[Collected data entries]

--- START ---

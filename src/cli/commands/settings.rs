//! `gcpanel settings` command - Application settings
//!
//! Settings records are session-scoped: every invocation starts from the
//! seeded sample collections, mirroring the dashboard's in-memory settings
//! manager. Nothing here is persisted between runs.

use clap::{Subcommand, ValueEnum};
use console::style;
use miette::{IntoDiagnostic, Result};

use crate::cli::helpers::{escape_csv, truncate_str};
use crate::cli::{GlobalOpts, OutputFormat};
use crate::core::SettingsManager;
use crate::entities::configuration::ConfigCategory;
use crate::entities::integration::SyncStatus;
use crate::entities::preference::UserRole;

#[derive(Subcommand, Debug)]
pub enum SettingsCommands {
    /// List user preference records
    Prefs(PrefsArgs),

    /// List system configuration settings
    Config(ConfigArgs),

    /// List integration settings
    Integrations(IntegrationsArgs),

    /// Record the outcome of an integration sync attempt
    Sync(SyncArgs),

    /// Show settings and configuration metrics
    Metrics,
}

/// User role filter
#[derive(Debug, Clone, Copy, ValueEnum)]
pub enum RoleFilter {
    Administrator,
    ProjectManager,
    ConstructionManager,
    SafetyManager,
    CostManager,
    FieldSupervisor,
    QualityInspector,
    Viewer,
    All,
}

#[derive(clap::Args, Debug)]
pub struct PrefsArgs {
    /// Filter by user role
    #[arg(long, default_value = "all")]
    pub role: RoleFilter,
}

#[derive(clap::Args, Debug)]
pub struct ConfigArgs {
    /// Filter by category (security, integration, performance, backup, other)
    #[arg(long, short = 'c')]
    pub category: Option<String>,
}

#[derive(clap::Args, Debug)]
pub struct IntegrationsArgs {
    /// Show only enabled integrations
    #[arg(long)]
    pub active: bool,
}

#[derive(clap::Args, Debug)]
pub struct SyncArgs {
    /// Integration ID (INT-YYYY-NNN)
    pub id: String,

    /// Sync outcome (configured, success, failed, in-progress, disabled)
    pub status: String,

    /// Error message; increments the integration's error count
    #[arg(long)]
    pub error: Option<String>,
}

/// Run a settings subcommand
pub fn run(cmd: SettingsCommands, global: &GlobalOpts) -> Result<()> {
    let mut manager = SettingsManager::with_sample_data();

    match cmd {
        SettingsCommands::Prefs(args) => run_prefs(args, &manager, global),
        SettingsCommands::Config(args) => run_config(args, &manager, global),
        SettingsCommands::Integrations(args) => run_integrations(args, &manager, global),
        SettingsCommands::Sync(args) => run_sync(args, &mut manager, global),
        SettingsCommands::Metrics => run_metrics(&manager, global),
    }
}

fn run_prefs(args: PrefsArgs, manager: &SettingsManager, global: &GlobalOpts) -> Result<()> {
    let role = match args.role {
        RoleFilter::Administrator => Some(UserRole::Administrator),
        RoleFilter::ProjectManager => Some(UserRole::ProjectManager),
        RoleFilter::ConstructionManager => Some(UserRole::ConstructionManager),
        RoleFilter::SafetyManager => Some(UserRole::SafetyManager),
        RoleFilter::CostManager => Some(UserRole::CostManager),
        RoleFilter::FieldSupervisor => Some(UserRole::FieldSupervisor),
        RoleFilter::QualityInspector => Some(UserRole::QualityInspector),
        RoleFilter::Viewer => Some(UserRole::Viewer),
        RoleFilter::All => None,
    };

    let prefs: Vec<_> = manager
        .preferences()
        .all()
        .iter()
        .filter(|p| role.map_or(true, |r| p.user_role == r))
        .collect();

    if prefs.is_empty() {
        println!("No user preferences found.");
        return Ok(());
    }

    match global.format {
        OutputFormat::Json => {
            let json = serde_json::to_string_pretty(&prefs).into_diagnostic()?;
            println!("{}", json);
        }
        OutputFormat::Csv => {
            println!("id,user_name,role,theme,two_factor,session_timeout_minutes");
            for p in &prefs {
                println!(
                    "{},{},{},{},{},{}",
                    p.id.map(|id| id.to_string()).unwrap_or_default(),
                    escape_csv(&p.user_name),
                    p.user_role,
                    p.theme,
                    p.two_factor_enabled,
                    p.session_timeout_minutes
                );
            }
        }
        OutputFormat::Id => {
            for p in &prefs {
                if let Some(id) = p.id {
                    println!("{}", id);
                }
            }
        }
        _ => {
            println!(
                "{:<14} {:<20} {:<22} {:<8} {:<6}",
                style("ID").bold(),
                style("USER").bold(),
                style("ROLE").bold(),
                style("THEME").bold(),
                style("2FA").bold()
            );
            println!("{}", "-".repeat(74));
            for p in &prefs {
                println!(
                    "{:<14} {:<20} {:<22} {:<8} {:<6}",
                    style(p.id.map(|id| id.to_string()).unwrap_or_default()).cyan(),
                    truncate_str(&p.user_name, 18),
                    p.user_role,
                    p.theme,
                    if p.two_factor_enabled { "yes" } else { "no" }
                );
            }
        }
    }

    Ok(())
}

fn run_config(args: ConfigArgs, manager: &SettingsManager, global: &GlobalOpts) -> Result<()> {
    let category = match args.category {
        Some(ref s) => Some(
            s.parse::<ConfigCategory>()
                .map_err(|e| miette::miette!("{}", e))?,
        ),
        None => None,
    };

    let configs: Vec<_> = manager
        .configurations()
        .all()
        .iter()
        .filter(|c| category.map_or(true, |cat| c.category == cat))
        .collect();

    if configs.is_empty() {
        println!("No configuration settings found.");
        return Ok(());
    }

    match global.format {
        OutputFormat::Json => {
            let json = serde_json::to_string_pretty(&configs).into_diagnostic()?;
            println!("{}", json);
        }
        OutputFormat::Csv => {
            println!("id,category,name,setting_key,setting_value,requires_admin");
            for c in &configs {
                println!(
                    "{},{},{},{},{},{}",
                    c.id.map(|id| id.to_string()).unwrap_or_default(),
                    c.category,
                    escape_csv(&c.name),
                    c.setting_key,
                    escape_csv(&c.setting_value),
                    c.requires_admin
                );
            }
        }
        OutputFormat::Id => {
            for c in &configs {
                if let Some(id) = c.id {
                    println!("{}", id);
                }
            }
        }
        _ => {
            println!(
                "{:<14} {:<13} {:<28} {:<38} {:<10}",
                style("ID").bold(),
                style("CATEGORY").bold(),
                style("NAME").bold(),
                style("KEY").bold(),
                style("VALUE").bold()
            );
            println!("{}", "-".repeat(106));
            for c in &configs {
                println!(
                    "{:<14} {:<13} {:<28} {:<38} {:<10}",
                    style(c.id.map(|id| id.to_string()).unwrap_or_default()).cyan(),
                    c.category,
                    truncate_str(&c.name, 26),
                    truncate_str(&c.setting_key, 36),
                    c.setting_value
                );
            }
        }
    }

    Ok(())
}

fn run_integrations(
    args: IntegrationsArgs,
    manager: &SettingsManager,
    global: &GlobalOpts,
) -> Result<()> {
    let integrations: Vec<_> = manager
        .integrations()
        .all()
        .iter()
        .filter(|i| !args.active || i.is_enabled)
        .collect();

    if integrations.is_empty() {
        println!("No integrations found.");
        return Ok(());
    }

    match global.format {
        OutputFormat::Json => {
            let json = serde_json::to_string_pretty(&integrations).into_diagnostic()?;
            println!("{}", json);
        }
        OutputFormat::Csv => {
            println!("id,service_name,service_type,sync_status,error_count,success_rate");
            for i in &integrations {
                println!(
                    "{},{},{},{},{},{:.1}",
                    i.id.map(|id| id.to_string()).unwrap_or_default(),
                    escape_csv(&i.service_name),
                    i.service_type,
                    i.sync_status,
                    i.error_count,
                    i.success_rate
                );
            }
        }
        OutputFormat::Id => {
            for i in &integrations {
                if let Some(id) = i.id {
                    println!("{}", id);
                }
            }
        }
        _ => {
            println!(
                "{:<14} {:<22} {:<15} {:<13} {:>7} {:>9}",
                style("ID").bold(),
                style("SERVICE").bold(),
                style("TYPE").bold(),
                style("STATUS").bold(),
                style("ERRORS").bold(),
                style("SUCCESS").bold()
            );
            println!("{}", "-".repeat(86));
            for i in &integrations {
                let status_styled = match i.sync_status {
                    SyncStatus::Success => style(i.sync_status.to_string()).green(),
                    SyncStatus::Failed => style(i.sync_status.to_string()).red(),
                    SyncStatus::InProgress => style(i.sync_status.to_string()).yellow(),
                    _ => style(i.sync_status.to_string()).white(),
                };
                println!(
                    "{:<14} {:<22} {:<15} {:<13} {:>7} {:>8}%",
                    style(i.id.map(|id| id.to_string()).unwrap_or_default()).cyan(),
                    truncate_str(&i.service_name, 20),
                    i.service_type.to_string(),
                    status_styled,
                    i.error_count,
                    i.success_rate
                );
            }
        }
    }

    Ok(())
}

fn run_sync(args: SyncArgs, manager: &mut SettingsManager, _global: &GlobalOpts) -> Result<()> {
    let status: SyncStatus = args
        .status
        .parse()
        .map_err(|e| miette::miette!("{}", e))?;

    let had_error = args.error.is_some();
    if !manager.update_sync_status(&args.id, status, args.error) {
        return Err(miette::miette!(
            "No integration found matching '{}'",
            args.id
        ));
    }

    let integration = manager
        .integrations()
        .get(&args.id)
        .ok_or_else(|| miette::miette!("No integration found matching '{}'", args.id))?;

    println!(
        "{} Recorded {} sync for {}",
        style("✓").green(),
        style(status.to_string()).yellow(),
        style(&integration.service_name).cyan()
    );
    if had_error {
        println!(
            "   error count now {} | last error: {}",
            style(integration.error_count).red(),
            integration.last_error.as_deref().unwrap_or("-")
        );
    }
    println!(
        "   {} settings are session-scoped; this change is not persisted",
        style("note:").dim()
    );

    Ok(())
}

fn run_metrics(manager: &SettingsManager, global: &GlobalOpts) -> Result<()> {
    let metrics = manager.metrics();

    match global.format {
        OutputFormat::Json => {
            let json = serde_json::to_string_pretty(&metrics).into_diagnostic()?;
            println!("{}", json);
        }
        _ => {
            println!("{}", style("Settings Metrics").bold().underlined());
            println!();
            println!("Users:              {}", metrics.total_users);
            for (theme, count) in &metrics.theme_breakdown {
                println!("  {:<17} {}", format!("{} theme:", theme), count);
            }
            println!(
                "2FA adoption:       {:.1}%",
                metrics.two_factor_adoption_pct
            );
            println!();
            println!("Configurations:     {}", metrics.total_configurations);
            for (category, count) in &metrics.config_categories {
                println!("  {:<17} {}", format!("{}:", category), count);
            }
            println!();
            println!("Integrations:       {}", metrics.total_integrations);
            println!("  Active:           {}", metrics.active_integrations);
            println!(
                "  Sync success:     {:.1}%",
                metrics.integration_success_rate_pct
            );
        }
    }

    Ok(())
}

--- END ---
--- START ---

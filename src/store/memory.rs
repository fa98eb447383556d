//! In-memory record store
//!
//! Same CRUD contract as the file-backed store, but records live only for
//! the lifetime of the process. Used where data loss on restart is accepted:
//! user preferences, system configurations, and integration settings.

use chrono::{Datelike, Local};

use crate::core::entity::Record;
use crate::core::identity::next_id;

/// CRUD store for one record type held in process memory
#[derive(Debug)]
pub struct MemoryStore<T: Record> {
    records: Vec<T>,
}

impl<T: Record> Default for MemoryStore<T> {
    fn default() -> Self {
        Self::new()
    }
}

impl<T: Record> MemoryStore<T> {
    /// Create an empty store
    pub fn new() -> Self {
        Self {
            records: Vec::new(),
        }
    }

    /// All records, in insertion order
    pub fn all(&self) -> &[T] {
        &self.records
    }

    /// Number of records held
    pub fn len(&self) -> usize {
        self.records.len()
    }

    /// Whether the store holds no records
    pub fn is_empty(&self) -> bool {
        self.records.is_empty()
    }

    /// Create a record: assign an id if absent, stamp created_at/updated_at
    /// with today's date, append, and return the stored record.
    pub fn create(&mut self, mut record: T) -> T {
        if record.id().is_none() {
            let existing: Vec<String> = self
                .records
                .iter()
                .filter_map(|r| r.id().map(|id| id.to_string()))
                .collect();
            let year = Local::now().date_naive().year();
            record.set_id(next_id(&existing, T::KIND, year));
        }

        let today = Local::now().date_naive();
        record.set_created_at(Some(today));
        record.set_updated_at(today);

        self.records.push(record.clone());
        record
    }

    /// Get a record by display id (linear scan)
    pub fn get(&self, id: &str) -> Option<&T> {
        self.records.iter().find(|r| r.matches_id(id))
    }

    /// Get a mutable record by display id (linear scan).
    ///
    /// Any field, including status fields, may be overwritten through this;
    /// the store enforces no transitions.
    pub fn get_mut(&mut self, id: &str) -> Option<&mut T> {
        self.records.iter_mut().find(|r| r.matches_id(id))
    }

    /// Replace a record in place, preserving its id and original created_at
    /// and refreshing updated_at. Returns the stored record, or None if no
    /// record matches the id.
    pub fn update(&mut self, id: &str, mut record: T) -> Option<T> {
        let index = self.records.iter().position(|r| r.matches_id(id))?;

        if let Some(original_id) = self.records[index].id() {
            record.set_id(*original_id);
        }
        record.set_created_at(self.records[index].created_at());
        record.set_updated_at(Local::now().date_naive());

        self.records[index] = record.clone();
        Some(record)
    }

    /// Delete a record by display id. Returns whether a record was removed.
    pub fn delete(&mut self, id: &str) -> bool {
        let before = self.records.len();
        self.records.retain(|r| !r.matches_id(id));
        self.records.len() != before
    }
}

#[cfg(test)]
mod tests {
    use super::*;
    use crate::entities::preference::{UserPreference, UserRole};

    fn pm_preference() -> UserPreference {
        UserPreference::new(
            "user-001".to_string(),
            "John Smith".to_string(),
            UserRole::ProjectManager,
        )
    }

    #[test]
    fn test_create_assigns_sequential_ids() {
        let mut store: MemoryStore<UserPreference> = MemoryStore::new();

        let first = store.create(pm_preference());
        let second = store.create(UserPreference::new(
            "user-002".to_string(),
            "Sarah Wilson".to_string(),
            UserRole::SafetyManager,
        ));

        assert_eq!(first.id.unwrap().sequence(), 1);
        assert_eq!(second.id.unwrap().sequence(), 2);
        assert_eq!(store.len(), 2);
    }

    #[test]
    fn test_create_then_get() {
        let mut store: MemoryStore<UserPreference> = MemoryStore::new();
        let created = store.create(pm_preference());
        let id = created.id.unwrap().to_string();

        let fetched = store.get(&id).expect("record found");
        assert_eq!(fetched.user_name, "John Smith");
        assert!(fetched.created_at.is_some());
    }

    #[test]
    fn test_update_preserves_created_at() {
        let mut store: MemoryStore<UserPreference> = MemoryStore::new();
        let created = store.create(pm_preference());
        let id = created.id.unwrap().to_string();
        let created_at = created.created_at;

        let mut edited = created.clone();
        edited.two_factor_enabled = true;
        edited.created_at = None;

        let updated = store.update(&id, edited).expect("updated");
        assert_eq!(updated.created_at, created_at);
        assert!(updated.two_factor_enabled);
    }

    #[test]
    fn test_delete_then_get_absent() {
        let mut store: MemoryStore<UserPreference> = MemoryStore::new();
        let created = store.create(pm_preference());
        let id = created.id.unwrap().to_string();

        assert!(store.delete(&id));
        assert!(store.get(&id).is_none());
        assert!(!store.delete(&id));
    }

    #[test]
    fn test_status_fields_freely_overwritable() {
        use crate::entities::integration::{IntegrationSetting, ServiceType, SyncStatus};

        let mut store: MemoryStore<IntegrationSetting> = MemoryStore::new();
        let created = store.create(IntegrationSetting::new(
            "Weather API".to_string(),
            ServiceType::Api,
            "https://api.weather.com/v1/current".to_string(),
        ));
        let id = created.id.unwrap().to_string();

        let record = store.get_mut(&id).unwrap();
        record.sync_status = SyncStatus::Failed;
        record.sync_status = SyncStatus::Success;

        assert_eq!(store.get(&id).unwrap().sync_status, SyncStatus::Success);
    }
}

--- END ---

Your task:
Write out every line of the data that holds the word "long".

Exercise result:
    #[arg(long, default_value = "all")]
    #[arg(long, short = 'c')]
    #[arg(long)]
    #[arg(long)]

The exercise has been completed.